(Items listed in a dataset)
*** Block opens ***

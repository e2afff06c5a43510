//! gm: command-line Game Master.
//!
//! `gm play` runs a line-oriented session suitable for terminals and
//! automated testing:
//!
//! ```bash
//! cargo run -p gm -- play --name Aria --race elf --class ranger
//! ```
//!
//! Narration needs `ANTHROPIC_API_KEY` (a `.env` file works). Without it the
//! mechanics still run and narration requests report an error.

mod demo;
mod headless;

use anyhow::{Context, Result};
use clap::{Parser, Subcommand};
use gm_core::{
    scenarios, Advantage, ClaudeNarrator, ClassCatalog, Difficulty, DiceExpression, GameConfig,
    GameSession, GameStateManager, Narrator, OfflineNarrator, SessionConfig,
};
use std::path::PathBuf;
use tracing::warn;
use tracing_subscriber::EnvFilter;

#[derive(Debug, Parser)]
#[command(name = "gm")]
#[command(about = "AI Game Master for solo tabletop adventures", version)]
#[command(propagate_version = true)]
struct Cli {
    /// Enable verbose output
    #[arg(short, long, global = true)]
    verbose: bool,

    /// Config file (defaults to ./gamemaster.toml when present)
    #[arg(short, long, global = true)]
    config: Option<PathBuf>,

    #[command(subcommand)]
    command: Option<Commands>,
}

#[derive(Debug, Subcommand)]
enum Commands {
    /// Play a game in the terminal
    Play {
        /// Character name
        #[arg(short, long, default_value = "Adventurer")]
        name: String,

        /// Character race
        #[arg(short, long, default_value = "human")]
        race: String,

        /// Character class
        #[arg(short = 'k', long, default_value = "fighter")]
        class: String,

        /// Scenario id (see `gm scenarios`)
        #[arg(short, long, default_value = scenarios::DEFAULT_SCENARIO)]
        scenario: String,

        /// Resume from a save file instead of starting fresh
        #[arg(long, conflicts_with = "slot")]
        load: Option<String>,

        /// Resume from the latest save in a slot
        #[arg(long)]
        slot: Option<u8>,

        /// Seed for reproducible dice
        #[arg(long)]
        seed: Option<u64>,
    },

    /// Roll dice, e.g. `gm roll 2d6+3`
    Roll {
        /// Dice notation
        notation: String,

        /// Roll a d20 twice and keep the higher
        #[arg(long, conflicts_with = "disadvantage")]
        advantage: bool,

        /// Roll a d20 twice and keep the lower
        #[arg(long)]
        disadvantage: bool,
    },

    /// Preview a new character
    Character {
        name: String,

        #[arg(short, long, default_value = "human")]
        race: String,

        #[arg(short = 'k', long, default_value = "fighter")]
        class: String,
    },

    /// List available scenarios
    Scenarios {
        /// Only show one difficulty (easy, medium, hard)
        #[arg(short, long)]
        difficulty: Option<String>,
    },

    /// List save files
    Saves {
        /// Only show one slot
        #[arg(short, long)]
        slot: Option<u8>,
    },

    /// Scripted walkthrough of The Cursed Tavern
    Demo {
        /// Seed for reproducible dice
        #[arg(long)]
        seed: Option<u64>,
    },
}

#[tokio::main]
async fn main() -> Result<()> {
    // Load .env file if present
    dotenvy::dotenv().ok();

    let cli = Cli::parse();

    let filter = if cli.verbose {
        EnvFilter::new("debug")
    } else {
        EnvFilter::try_from_default_env().unwrap_or_else(|_| EnvFilter::new("warn"))
    };
    tracing_subscriber::fmt()
        .with_env_filter(filter)
        .with_writer(std::io::stderr)
        .init();

    let config = GameConfig::load(cli.config.as_deref()).context("failed to load configuration")?;

    match cli.command.unwrap_or(Commands::Play {
        name: "Adventurer".to_string(),
        race: "human".to_string(),
        class: "fighter".to_string(),
        scenario: scenarios::DEFAULT_SCENARIO.to_string(),
        load: None,
        slot: None,
        seed: None,
    }) {
        Commands::Play {
            name,
            race,
            class,
            scenario,
            load,
            slot,
            seed,
        } => {
            let mut session = new_session(&config, seed)?;
            match (load, slot) {
                (Some(file), _) => {
                    session
                        .load(&file)
                        .await
                        .with_context(|| format!("failed to load {file}"))?;
                }
                (None, Some(slot)) => {
                    session
                        .load_from_slot(slot)
                        .await
                        .with_context(|| format!("failed to load slot {slot}"))?;
                }
                (None, None) => {
                    let hero = session.create_character(&name, &race, &class);
                    session.start(hero, &scenario);
                }
            }
            headless::run_headless(session).await
        }
        Commands::Roll {
            notation,
            advantage,
            disadvantage,
        } => {
            let expr = DiceExpression::parse(&notation)?;
            let mode = if advantage {
                Advantage::Advantage
            } else if disadvantage {
                Advantage::Disadvantage
            } else {
                Advantage::Normal
            };
            let result = expr.roll_with_advantage(mode);
            println!("{result}");
            Ok(())
        }
        Commands::Character { name, race, class } => {
            let catalog = ClassCatalog::load(&config.storage.templates_dir)?;
            let character = gm_core::Character::new(name, race, class, None, &catalog);
            println!("{}", character.summary());
            Ok(())
        }
        Commands::Scenarios { difficulty } => {
            let list: Vec<_> = match difficulty {
                Some(d) => scenarios::by_difficulty(Difficulty::parse_or_default(&d)),
                None => scenarios::list().iter().collect(),
            };
            for scenario in list {
                println!(
                    "{:<20} {:<22} {:<6} level {}+",
                    scenario.id,
                    scenario.name,
                    scenario.difficulty.as_str(),
                    scenario.recommended_level
                );
                println!("    {}", scenario.description);
            }
            Ok(())
        }
        Commands::Saves { slot } => {
            let manager = GameStateManager::new(config.storage.save_dir.clone());
            let saves = manager.list_saves(slot).await?;
            if saves.is_empty() {
                println!("No saves in {}", manager.save_dir().display());
            }
            for save in saves {
                println!("{save}");
            }
            Ok(())
        }
        Commands::Demo { seed } => {
            let session = new_session(&config, Some(seed.unwrap_or(2024)))?;
            demo::run_demo(session).await
        }
    }
}

fn new_session(config: &GameConfig, seed: Option<u64>) -> Result<GameSession> {
    let mut session_config = SessionConfig::from(config);
    if let Some(seed) = seed {
        session_config = session_config.with_seed(seed);
    }
    Ok(GameSession::new(session_config, narrator(config))?)
}

/// Claude when a key is configured, otherwise a narrator that reports
/// itself unavailable.
fn narrator(config: &GameConfig) -> Box<dyn Narrator> {
    match ClaudeNarrator::from_env(config.narrator.clone()) {
        Ok(narrator) => Box::new(narrator),
        Err(e) => {
            warn!(error = %e, "Narration disabled");
            Box::new(OfflineNarrator)
        }
    }
}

*** Block closes ***

- [WORK TASK]: Reproduce all the data precisely, word for word.

- [SOLVED EXERCISE]:
repository e2afff06c5a43510
//! gm: command-line Game Master.
//!
//! `gm play` runs a line-oriented session suitable for terminals and
//! automated testing:
//!
//! ```bash
//! cargo run -p gm -- play --name Aria --race elf --class ranger
//! ```
//!
//! Narration needs `ANTHROPIC_API_KEY` (a `.env` file works). Without it the
//! mechanics still run and narration requests report an error.

mod demo;
mod headless;

use anyhow::{Context, Result};
use clap::{Parser, Subcommand};
use gm_core::{
    scenarios, Advantage, ClaudeNarrator, ClassCatalog, Difficulty, DiceExpression, GameConfig,
    GameSession, GameStateManager, Narrator, OfflineNarrator, SessionConfig,
};
use std::path::PathBuf;
use tracing::warn;
use tracing_subscriber::EnvFilter;

#[derive(Debug, Parser)]
#[command(name = "gm")]
#[command(about = "AI Game Master for solo tabletop adventures", version)]
#[command(propagate_version = true)]
struct Cli {
    /// Enable verbose output
    #[arg(short, long, global = true)]
    verbose: bool,

    /// Config file (defaults to ./gamemaster.toml when present)
    #[arg(short, long, global = true)]
    config: Option<PathBuf>,

    #[command(subcommand)]
    command: Option<Commands>,
}

#[derive(Debug, Subcommand)]
enum Commands {
    /// Play a game in the terminal
    Play {
        /// Character name
        #[arg(short, long, default_value = "Adventurer")]
        name: String,

        /// Character race
        #[arg(short, long, default_value = "human")]
        race: String,

        /// Character class
        #[arg(short = 'k', long, default_value = "fighter")]
        class: String,

        /// Scenario id (see `gm scenarios`)
        #[arg(short, long, default_value = scenarios::DEFAULT_SCENARIO)]
        scenario: String,

        /// Resume from a save file instead of starting fresh
        #[arg(long, conflicts_with = "slot")]
        load: Option<String>,

        /// Resume from the latest save in a slot
        #[arg(long)]
        slot: Option<u8>,

        /// Seed for reproducible dice
        #[arg(long)]
        seed: Option<u64>,
    },

    /// Roll dice, e.g. `gm roll 2d6+3`
    Roll {
        /// Dice notation
        notation: String,

        /// Roll a d20 twice and keep the higher
        #[arg(long, conflicts_with = "disadvantage")]
        advantage: bool,

        /// Roll a d20 twice and keep the lower
        #[arg(long)]
        disadvantage: bool,
    },

    /// Preview a new character
    Character {
        name: String,

        #[arg(short, long, default_value = "human")]
        race: String,

        #[arg(short = 'k', long, default_value = "fighter")]
        class: String,
    },

    /// List available scenarios
    Scenarios {
        /// Only show one difficulty (easy, medium, hard)
        #[arg(short, long)]
        difficulty: Option<String>,
    },

    /// List save files
    Saves {
        /// Only show one slot
        #[arg(short, long)]
        slot: Option<u8>,
    },

    /// Scripted walkthrough of The Cursed Tavern
    Demo {
        /// Seed for reproducible dice
        #[arg(long)]
        seed: Option<u64>,
    },
}

#[tokio::main]
async fn main() -> Result<()> {
    // Load .env file if present
    dotenvy::dotenv().ok();

    let cli = Cli::parse();

    let filter = if cli.verbose {
        EnvFilter::new("debug")
    } else {
        EnvFilter::try_from_default_env().unwrap_or_else(|_| EnvFilter::new("warn"))
    };
    tracing_subscriber::fmt()
        .with_env_filter(filter)
        .with_writer(std::io::stderr)
        .init();

    let config = GameConfig::load(cli.config.as_deref()).context("failed to load configuration")?;

    match cli.command.unwrap_or(Commands::Play {
        name: "Adventurer".to_string(),
        race: "human".to_string(),
        class: "fighter".to_string(),
        scenario: scenarios::DEFAULT_SCENARIO.to_string(),
        load: None,
        slot: None,
        seed: None,
    }) {
        Commands::Play {
            name,
            race,
            class,
            scenario,
            load,
            slot,
            seed,
        } => {
            let mut session = new_session(&config, seed)?;
            match (load, slot) {
                (Some(file), _) => {
                    session
                        .load(&file)
                        .await
                        .with_context(|| format!("failed to load {file}"))?;
                }
                (None, Some(slot)) => {
                    session
                        .load_from_slot(slot)
                        .await
                        .with_context(|| format!("failed to load slot {slot}"))?;
                }
                (None, None) => {
                    let hero = session.create_character(&name, &race, &class);
                    session.start(hero, &scenario);
                }
            }
            headless::run_headless(session).await
        }
        Commands::Roll {
            notation,
            advantage,
            disadvantage,
        } => {
            let expr = DiceExpression::parse(&notation)?;
            let mode = if advantage {
                Advantage::Advantage
            } else if disadvantage {
                Advantage::Disadvantage
            } else {
                Advantage::Normal
            };
            let result = expr.roll_with_advantage(mode);
            println!("{result}");
            Ok(())
        }
        Commands::Character { name, race, class } => {
            let catalog = ClassCatalog::load(&config.storage.templates_dir)?;
            let character = gm_core::Character::new(name, race, class, None, &catalog);
            println!("{}", character.summary());
            Ok(())
        }
        Commands::Scenarios { difficulty } => {
            let list: Vec<_> = match difficulty {
                Some(d) => scenarios::by_difficulty(Difficulty::parse_or_default(&d)),
                None => scenarios::list().iter().collect(),
            };
            for scenario in list {
                println!(
                    "{:<20} {:<22} {:<6} level {}+",
                    scenario.id,
                    scenario.name,
                    scenario.difficulty.as_str(),
                    scenario.recommended_level
                );
                println!("    {}", scenario.description);
            }
            Ok(())
        }
        Commands::Saves { slot } => {
            let manager = GameStateManager::new(config.storage.save_dir.clone());
            let saves = manager.list_saves(slot).await?;
            if saves.is_empty() {
                println!("No saves in {}", manager.save_dir().display());
            }
            for save in saves {
                println!("{save}");
            }
            Ok(())
        }
        Commands::Demo { seed } => {
            let session = new_session(&config, Some(seed.unwrap_or(2024)))?;
            demo::run_demo(session).await
        }
    }
}

fn new_session(config: &GameConfig, seed: Option<u64>) -> Result<GameSession> {
    let mut session_config = SessionConfig::from(config);
    if let Some(seed) = seed {
        session_config = session_config.with_seed(seed);
    }
    Ok(GameSession::new(session_config, narrator(config))?)
}

/// Claude when a key is configured, otherwise a narrator that reports
/// itself unavailable.
fn narrator(config: &GameConfig) -> Box<dyn Narrator> {
    match ClaudeNarrator::from_env(config.narrator.clone()) {
        Ok(narrator) => Box::new(narrator),
        Err(e) => {
            warn!(error = %e, "Narration disabled");
            Box::new(OfflineNarrator)
        }
    }
}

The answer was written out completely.